Hand Puppet Item Number: 3381/12 from the MOA: University of British Columbia

Description

Mamulengo hand puppet of a 'Simão' (Simon) character. Carved from wood and painted. He has light orange-beige skin, wide black eyes, rounded eyebrows, large triangular nose, thin moustache, and red lips around a slightly open mouth. He has short black hair made from fake fur that is adhered to the head. He wears a horizontally-striped collared shirt, and royal blue pants. The fabric is adhered to the hands, and head. The hands are carved to define the fingers, and the boots are painted black.

History Of Use

The puppet represents a character from a form of popular puppet theatre, found in northeastern Brazil, called mamulengo.

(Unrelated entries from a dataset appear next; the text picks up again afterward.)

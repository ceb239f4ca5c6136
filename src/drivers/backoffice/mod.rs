use std::sync::Arc;

use anyhow::Result;
use comfy_table::Table;
use serde_json::json;
use tracing::info;

use crate::{
    domain::{
        clock::SystemClock,
        signing_key::{
            manager::{SigningKeyConfig, SigningKeyManager},
            token::VerifyRules,
            AsymSigningKey, AsymSigningKeyFilter,
        },
    },
    driven::{broadcast::BroadcastEventBridge, memory::MemoryKeyPlugin},
    drivers::signing_key::storage,
};

pub async fn fetch_keys(config: BackofficeConfig, output: OutputFormat) -> Result<()> {
    let storage = storage(&config.db_path).await?;

    info!("Collecting signing keys");
    let keys = storage.find(&AsymSigningKeyFilter::default()).await?;

    match output {
        OutputFormat::Table => output_table_keys(&keys),
        OutputFormat::Json => output_json_keys(&keys)?,
    }

    Ok(())
}

pub async fn fetch_jwks(config: BackofficeConfig) -> Result<()> {
    let manager = verifier(&config).await?;
    manager.sync_key_set().await?;

    let key_set: serde_json::Value = serde_json::from_slice(&manager.public_key_set().await?)?;
    println!("{}", serde_json::to_string_pretty(&key_set)?);

    Ok(())
}

pub async fn verify_token(
    config: BackofficeConfig,
    token: &str,
    audience: Option<String>,
) -> Result<()> {
    let manager = verifier(&config).await?;
    manager.sync_key_set().await?;

    let rules = VerifyRules {
        audience,
        ..Default::default()
    };
    let output = manager.verify(token, &rules).await?;

    let json = json!({
        "claims": output.claims,
        "private_claims": output.private_claims,
    });
    println!("{}", serde_json::to_string_pretty(&json)?);

    Ok(())
}

/// Manager limited to verification. Nothing here signs or publishes, so the
/// plugin and the bus are never reached.
async fn verifier(config: &BackofficeConfig) -> Result<SigningKeyManager> {
    let storage = storage(&config.db_path).await?;

    Ok(SigningKeyManager::new(
        storage,
        Arc::new(MemoryKeyPlugin::new()),
        Arc::new(BroadcastEventBridge::new(1)),
        Arc::new(SystemClock),
        SigningKeyConfig::new(&config.provider, &config.issuer_url, &config.audience, 0, 0),
    ))
}

fn key_rows(keys: &[AsymSigningKey]) -> Vec<Vec<String>> {
    keys.iter()
        .enumerate()
        .map(|(i, key)| {
            vec![
                (i + 1).to_string(),
                key.id.clone(),
                key.pub_key_id.clone(),
                key.status.to_string(),
                key.plugin_type.clone(),
                key.version.to_string(),
                key.created_at.to_rfc3339(),
                key.updated_at.to_rfc3339(),
            ]
        })
        .collect()
}

fn output_table_keys(keys: &[AsymSigningKey]) {
    let mut table = Table::new();
    table.set_header(vec![
        "",
        "id",
        "kid",
        "status",
        "plugin",
        "version",
        "createdAt",
        "updatedAt",
    ]);

    for row in key_rows(keys) {
        table.add_row(row);
    }

    println!("{table}");
}

fn output_json_keys(keys: &[AsymSigningKey]) -> Result<()> {
    let json: Vec<serde_json::Value> = keys
        .iter()
        .map(|key| {
            json!({
                "id": key.id,
                "kid": key.pub_key_id,
                "status": key.status.to_string(),
                "plugin": key.plugin_type,
                "version": key.version,
                "created_at": key.created_at,
                "updated_at": key.updated_at,
            })
        })
        .collect();

    println!("{}", serde_json::to_string_pretty(&json)?);
    Ok(())
}

pub enum OutputFormat {
    Table,
    Json,
}

pub struct BackofficeConfig {
    pub db_path: String,
    pub provider: String,
    pub issuer_url: String,
    pub audience: String,
}

#[cfg(test)]
mod tests {
    use chrono::Utc;

    use crate::domain::signing_key::AsymSigningKeyStatus;

    use super::*;

    #[test]
    fn it_should_build_one_row_per_key() {
        let creating = AsymSigningKey::new("memory", Utc::now());
        let active = AsymSigningKey {
            status: AsymSigningKeyStatus::Active,
            version: 2,
            ..AsymSigningKey::new("memory", Utc::now())
        };

        let rows = key_rows(&[creating.clone(), active.clone()]);

        assert_eq!(rows.len(), 2);
        assert_eq!(rows[0][1], creating.id);
        assert_eq!(rows[0][3], "creating");
        assert_eq!(rows[1][2], active.pub_key_id);
        assert_eq!(rows[1][5], "2");
    }
}
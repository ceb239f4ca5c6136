pub mod domain;
pub mod driven;
pub mod drivers;
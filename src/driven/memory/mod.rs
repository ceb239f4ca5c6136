use std::collections::HashMap;

use ed25519_dalek::{Signer, SigningKey};
use rand::rngs::OsRng;
use tokio::sync::RwLock;
use tracing::debug;

use crate::domain::{
    error::Error,
    signing_key::{ed25519_jwk, PluginKey, SigningKeyPlugin},
    Result,
};

pub const PLUGIN_TYPE: &str = "memory";

/// Ed25519 keys held in process memory. Key material does not survive a
/// restart, so this provider suits tests and single-process deployments.
#[derive(Default)]
pub struct MemoryKeyPlugin {
    keys: RwLock<HashMap<String, SigningKey>>,
}
impl MemoryKeyPlugin {
    pub fn new() -> Self {
        Self::default()
    }

    pub async fn contains(&self, key_id: &str) -> bool {
        self.keys.read().await.contains_key(key_id)
    }
}

#[async_trait::async_trait]
impl SigningKeyPlugin for MemoryKeyPlugin {
    fn supports_rotation(&self) -> bool {
        true
    }

    async fn create(&self, key_id: &str) -> Result<PluginKey> {
        let signing_key = SigningKey::generate(&mut OsRng);
        let public_key = ed25519_jwk(&signing_key.verifying_key().to_bytes());

        self.keys
            .write()
            .await
            .insert(key_id.to_string(), signing_key);
        debug!(key_id, "memory signing key generated");

        Ok(PluginKey {
            public_key,
            plugin_data: key_id.as_bytes().to_vec(),
        })
    }

    async fn sign(
        &self,
        payload: &[u8],
        key_id: &str,
        _plugin_data: &[u8],
        _pub_key_id: &str,
    ) -> Result<Vec<u8>> {
        let keys = self.keys.read().await;
        let signing_key = keys
            .get(key_id)
            .ok_or_else(|| Error::Unexpected(format!("memory signing key {key_id} not found")))?;

        Ok(signing_key.sign(payload).to_bytes().to_vec())
    }

    async fn delete(&self, key_id: &str, _plugin_data: &[u8]) -> Result<()> {
        self.keys.write().await.remove(key_id);
        Ok(())
    }
}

This type of theatre is prevalent in disenfranchised communities with ancestral ties to colonized Indigenous peoples and uprooted, enslaved Africans. Mamulengo performances are entertaining events that can last all night long, with puppeteers (mamulengueiros) using 70 to 100 puppets in one staging. The stages are pop-up stands (empanadas), made of brightly coloured, floral-printed cloth. The shows consist of short sequences (passagens), or skits from popular stories that expose the inequalities and dramas of everyday life, profiling stock characters such as rich landowners and peasant labourers. The whole is spun together with humour, satire, lively music, and audience commentary.